Don't Sleep on Sundaey

Don't Sleep on Sundaey

A GLOBAL PANDEMIC may have diminished the media onslaught the Propeller Books publicity machine had planned for the release of our first poetry title, but you can’t keep a good poet down. Kirsten Ihns is a force, and we’re not the only ones who think so. Check out some highlights from Antony Madrid’s rave review of Ihns’s debut collection, sundaey:

You know who’s good? Kirsten Ihns. Her first book just came out: Sundaey. You don’t wanna miss this one. You only see this kind of freshness and spontaneity five, six times a decade.

And that’s just the start. Madrid goes on to say:

If you set about making your first book with your eyes steady on the prize (“What do I really like? what do I actually get off on?”) you might coin a classic. That’s what I think we’re looking at here.

This is correct. And we are not biased. (We are biased.
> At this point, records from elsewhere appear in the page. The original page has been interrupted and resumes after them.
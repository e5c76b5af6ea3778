mod config;

use std::env;
use std::sync::Arc;

use msg_cluster::proto::master_server::MasterServer;
use msg_cluster::{FilePersistence, MasterRegistry, MasterService, NullPersistence, Persistence};
use tokio_stream::wrappers::TcpListenerStream;
use tonic::transport::Server;
use tracing::info;
use tracing_subscriber::EnvFilter;

#[tokio::main]
async fn main() {
    let log_level = env::var("LOG_LEVEL").unwrap_or_else(|_| "info".to_owned());
    tracing_subscriber::fmt().with_env_filter(EnvFilter::new(log_level)).init();

    let config_path = env::var("RELAYMESH_MASTER_CONFIG").unwrap_or_else(|_| "/etc/relaymesh/master.toml".to_owned());
    let cfg = config::load_config_from_path(std::path::Path::new(&config_path)).expect("failed to load master config");

    let persistence: Arc<dyn Persistence> = match &cfg.persistence_path {
        Some(path) => Arc::new(FilePersistence::new(path.clone())),
        None => Arc::new(NullPersistence),
    };
    let registry = Arc::new(MasterRegistry::new(persistence));
    registry.restore().await;
    info!(members = registry.snapshot().await.len(), "membership restored");

    if let Some(debug_bind) = cfg.debug_bind.clone() {
        tokio::spawn(async move {
            match tokio::net::TcpListener::bind(&debug_bind).await {
                Ok(listener) => {
                    if let Err(e) = axum::serve(listener, debug_router()).await {
                        tracing::warn!(error = %e, "debug listener exited");
                    }
                }
                Err(e) => tracing::warn!(error = %e, addr = %debug_bind, "debug listener failed to bind"),
            }
        });
    }

    let listener = tokio::net::TcpListener::bind(&cfg.bind).await.expect("failed to bind master listener");
    info!(addr = %cfg.bind, "master listening");
    let service = MasterServer::new(MasterService::new(registry));
    Server::builder()
        .add_service(service)
        .serve_with_incoming_shutdown(TcpListenerStream::new(listener), shutdown_signal())
        .await
        .expect("master server error");
    info!("master shut down gracefully");
}

fn debug_router() -> axum::Router {
    use axum::response::IntoResponse;
    use axum::routing::get;

    async fn healthz() -> impl IntoResponse {
        "ok"
    }
    async fn readyz() -> impl IntoResponse {
        "ok"
    }

    axum::Router::new().route("/healthz", get(healthz)).route("/readyz", get(readyz))
}

/// Waits for SIGTERM or Ctrl-C (SIGINT) and returns to trigger graceful shutdown.
async fn shutdown_signal() {
    use tokio::signal;

    let ctrl_c = async {
        signal::ctrl_c().await.expect("failed to install Ctrl+C handler");
    };

    #[cfg(unix)]
    let terminate = async {
        signal::unix::signal(signal::unix::SignalKind::terminate()).expect("failed to install SIGTERM handler").recv().await;
    };

    #[cfg(not(unix))]
    let terminate = std::future::pending::<()>();

    tokio::select! {
        _ = ctrl_c => { info!("received Ctrl+C, shutting down"); },
        _ = terminate => { info!("received SIGTERM, shutting down"); },
    }
}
We are the publisher.) And in good/bad news for our poetry editor who also runs a page-tinting process in his book arts workshop, Madrid acknowledges that workshop’s work:

Just a word, in closing, about the physical properties of the book. The edges of the pages are stained hot pink. The pages themselves are especially floppy. There are places in the poems where diagram-like empty rectangles and squares appear.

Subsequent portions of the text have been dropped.